Try it = Find the line holding "filename crates/stencil-bench/src/spec.rs" in the entries below. Give it again exactly, along with every line after it up to and including the line holding "pub enum FileMode".

Collected data
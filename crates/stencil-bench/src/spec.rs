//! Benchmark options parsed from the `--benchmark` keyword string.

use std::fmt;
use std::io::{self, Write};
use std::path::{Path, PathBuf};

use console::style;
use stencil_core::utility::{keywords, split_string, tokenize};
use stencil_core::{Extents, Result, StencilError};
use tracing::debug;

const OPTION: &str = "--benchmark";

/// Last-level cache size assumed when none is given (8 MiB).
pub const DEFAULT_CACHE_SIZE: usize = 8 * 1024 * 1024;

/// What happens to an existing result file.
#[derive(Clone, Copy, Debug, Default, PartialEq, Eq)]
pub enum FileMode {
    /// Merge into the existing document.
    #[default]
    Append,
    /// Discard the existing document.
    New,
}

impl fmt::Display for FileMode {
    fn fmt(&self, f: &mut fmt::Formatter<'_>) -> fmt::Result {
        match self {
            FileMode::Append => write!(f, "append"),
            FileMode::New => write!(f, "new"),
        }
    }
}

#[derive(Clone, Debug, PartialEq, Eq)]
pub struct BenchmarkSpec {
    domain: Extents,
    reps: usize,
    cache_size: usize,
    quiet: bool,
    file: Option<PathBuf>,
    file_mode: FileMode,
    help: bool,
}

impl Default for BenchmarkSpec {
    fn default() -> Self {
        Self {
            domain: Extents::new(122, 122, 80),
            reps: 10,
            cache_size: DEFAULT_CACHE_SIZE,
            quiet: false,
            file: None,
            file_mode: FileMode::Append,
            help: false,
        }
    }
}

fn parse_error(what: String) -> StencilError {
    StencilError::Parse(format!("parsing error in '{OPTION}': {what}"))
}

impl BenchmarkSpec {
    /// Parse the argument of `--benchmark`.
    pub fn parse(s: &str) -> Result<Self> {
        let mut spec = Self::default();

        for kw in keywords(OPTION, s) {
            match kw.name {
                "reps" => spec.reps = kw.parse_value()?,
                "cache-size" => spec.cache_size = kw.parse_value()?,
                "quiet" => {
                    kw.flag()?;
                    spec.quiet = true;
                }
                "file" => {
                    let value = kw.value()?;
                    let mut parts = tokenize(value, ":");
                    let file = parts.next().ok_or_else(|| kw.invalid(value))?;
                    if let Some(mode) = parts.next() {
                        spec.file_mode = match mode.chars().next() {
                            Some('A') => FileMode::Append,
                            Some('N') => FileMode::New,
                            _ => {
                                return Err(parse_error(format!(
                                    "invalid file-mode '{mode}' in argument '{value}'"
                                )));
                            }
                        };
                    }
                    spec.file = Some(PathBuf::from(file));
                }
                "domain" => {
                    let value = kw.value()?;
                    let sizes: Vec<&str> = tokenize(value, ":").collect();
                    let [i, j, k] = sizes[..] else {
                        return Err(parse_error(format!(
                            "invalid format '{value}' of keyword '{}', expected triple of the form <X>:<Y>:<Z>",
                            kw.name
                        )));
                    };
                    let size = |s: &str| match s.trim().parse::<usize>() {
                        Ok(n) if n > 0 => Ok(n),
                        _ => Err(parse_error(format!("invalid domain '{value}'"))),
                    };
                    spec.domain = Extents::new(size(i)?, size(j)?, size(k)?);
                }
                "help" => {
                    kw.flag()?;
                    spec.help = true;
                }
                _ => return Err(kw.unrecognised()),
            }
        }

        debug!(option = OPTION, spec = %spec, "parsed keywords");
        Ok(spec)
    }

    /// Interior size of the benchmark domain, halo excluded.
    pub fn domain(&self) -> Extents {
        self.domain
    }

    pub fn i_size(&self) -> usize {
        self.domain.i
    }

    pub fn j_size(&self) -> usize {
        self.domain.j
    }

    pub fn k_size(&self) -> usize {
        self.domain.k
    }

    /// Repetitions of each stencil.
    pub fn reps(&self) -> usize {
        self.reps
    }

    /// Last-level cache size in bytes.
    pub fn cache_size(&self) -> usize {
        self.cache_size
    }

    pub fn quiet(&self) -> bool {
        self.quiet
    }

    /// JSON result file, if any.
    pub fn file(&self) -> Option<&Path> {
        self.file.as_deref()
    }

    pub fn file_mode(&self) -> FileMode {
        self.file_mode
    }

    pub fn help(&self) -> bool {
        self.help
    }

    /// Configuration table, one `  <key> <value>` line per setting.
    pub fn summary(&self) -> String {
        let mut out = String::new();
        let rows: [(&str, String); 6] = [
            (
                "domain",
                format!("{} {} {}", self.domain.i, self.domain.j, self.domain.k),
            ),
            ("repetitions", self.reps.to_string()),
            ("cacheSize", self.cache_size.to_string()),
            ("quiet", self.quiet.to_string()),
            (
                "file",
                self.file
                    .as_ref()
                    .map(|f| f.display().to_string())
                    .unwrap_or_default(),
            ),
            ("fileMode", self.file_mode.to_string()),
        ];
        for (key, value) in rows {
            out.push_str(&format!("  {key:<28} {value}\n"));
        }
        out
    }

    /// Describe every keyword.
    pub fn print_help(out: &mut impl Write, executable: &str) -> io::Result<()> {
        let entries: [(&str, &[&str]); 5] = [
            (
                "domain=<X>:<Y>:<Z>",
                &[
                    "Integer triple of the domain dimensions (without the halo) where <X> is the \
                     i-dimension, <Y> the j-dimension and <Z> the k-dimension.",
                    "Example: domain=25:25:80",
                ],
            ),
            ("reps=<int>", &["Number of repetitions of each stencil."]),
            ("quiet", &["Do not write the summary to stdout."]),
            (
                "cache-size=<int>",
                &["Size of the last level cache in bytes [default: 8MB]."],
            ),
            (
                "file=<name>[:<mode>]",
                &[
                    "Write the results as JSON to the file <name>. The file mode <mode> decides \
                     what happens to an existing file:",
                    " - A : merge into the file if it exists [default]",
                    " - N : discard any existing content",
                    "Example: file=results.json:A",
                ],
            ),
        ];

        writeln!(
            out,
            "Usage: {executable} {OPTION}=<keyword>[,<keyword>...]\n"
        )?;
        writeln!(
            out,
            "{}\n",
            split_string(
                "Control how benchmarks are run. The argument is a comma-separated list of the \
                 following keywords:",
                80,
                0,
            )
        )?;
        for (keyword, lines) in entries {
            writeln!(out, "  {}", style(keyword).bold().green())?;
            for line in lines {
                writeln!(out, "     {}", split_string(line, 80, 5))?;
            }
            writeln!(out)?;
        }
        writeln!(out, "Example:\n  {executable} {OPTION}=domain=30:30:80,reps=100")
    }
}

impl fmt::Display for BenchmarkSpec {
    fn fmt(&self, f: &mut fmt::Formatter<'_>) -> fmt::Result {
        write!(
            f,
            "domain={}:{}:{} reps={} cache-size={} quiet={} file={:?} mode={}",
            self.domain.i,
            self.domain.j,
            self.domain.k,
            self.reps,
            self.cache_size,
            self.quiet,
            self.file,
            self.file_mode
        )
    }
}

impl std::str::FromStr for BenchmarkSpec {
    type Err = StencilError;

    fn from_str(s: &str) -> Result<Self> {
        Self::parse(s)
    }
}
--
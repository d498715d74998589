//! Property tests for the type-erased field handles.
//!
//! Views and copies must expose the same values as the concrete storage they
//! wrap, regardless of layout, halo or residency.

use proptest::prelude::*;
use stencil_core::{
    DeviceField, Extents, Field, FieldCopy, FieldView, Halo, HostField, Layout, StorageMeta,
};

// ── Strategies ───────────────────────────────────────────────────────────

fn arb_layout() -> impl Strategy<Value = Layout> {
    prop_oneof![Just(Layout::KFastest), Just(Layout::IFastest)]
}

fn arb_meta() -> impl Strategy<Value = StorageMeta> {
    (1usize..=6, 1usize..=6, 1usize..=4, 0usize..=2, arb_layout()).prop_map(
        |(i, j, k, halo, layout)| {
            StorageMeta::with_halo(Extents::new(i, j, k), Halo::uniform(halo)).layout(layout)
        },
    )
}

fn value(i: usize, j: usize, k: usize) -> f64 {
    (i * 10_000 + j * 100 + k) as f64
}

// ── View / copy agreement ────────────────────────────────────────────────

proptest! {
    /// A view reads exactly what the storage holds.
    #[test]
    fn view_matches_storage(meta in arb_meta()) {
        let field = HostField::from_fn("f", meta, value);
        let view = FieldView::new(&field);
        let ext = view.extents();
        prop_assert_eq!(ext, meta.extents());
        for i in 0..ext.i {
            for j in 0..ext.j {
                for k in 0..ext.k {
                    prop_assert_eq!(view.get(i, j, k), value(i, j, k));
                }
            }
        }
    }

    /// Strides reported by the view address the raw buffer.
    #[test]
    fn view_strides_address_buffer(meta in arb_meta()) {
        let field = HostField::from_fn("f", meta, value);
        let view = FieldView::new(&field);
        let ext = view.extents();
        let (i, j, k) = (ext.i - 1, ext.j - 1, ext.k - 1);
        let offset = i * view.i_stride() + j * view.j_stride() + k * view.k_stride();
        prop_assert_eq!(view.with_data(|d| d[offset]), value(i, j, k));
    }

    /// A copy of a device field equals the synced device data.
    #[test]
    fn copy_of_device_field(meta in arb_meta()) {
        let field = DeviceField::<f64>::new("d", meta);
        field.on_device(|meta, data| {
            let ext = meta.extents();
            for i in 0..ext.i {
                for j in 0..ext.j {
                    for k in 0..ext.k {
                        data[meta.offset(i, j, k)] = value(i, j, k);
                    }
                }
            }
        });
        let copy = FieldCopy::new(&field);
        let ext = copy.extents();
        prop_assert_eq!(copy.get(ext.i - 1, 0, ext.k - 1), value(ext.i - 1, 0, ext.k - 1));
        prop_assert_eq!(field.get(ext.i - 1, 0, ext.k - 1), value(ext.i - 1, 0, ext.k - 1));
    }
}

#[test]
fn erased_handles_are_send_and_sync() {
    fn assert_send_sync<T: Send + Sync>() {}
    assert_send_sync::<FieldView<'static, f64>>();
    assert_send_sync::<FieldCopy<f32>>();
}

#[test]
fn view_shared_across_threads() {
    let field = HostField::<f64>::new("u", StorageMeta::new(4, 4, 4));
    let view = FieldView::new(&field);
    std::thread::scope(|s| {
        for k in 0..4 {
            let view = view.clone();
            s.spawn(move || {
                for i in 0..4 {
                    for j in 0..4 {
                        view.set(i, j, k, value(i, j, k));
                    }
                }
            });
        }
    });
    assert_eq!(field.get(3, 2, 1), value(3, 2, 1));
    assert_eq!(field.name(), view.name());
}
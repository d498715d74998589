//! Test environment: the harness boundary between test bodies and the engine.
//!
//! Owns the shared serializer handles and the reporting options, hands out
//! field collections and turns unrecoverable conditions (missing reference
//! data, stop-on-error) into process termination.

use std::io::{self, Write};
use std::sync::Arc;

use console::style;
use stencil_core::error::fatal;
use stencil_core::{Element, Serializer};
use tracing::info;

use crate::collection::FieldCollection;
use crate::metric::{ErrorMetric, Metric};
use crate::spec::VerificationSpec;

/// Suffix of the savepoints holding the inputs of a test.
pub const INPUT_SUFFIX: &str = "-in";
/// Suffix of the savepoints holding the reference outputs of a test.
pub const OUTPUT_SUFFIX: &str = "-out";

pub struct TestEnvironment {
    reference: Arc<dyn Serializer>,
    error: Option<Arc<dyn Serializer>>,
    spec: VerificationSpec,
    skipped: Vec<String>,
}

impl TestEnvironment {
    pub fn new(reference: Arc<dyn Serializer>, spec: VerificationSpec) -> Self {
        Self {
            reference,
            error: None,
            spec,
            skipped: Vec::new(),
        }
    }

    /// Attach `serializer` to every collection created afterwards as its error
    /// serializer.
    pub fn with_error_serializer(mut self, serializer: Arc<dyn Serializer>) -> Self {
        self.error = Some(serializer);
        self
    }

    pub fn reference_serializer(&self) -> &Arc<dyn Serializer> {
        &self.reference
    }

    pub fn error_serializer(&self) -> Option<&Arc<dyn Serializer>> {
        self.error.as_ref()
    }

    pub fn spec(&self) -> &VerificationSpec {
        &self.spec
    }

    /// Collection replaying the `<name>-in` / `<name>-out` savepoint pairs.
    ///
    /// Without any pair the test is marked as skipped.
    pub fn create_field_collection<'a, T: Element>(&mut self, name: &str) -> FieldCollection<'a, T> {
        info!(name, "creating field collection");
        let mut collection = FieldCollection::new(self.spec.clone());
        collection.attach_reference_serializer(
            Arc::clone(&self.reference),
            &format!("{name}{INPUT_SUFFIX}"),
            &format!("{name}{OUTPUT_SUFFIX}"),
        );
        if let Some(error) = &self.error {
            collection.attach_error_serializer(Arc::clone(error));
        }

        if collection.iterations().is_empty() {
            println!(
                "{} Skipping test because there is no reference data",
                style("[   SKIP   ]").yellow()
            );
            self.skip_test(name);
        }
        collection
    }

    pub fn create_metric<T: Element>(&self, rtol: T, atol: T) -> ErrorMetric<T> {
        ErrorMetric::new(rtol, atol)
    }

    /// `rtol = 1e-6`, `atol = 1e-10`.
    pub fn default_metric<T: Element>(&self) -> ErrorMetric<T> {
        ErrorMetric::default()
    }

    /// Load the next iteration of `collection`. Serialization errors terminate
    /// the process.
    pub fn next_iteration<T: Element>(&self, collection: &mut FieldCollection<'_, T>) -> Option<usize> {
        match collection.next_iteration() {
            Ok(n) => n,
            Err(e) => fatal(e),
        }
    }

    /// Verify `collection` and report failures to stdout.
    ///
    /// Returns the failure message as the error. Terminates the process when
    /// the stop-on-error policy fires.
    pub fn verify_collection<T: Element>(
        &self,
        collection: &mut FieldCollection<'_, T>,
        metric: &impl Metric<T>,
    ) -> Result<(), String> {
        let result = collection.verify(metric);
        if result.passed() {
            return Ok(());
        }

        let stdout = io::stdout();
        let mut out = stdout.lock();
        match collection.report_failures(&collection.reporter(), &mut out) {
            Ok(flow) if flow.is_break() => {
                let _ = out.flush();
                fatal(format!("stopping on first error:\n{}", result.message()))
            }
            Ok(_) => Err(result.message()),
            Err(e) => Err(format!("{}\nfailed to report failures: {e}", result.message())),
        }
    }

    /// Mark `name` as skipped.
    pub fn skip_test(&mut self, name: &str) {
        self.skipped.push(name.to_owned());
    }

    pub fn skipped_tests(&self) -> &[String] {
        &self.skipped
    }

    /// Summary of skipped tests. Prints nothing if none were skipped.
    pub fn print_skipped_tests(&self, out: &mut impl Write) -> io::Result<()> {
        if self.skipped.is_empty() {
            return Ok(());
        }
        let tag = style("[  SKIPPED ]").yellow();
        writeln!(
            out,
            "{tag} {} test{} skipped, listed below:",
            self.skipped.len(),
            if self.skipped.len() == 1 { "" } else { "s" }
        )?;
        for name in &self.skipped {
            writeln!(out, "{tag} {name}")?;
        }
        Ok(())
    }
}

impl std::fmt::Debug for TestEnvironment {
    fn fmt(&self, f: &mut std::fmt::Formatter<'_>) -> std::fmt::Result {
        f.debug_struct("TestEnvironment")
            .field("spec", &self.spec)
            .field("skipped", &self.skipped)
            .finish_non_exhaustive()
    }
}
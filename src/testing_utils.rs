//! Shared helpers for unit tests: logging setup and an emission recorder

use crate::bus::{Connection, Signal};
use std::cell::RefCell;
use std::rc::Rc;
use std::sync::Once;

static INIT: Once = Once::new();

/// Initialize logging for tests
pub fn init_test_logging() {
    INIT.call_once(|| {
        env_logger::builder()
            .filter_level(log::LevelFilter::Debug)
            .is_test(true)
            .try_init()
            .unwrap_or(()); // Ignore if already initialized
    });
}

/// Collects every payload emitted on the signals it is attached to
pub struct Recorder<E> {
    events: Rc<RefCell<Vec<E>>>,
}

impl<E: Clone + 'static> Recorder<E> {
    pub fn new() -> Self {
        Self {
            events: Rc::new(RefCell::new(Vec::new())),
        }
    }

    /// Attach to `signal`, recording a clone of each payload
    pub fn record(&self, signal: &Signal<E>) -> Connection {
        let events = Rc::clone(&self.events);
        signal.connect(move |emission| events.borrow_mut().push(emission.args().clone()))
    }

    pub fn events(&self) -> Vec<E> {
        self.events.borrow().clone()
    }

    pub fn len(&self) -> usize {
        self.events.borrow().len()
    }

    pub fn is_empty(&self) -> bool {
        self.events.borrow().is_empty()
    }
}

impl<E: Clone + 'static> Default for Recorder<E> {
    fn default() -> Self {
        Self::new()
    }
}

Exercise result =
filename crates/stencil-bench/src/spec.rs
//! Benchmark options parsed from the `--benchmark` keyword string.

use std::fmt;
use std::io::{self, Write};
use std::path::{Path, PathBuf};

use console::style;
use stencil_core::utility::{keywords, split_string, tokenize};
use stencil_core::{Extents, Result, StencilError};
use tracing::debug;

const OPTION: &str = "--benchmark";

/// Last-level cache size assumed when none is given (8 MiB).
pub const DEFAULT_CACHE_SIZE: usize = 8 * 1024 * 1024;

/// What happens to an existing result file.
#[derive(Clone, Copy, Debug, Default, PartialEq, Eq)]
pub enum FileMode {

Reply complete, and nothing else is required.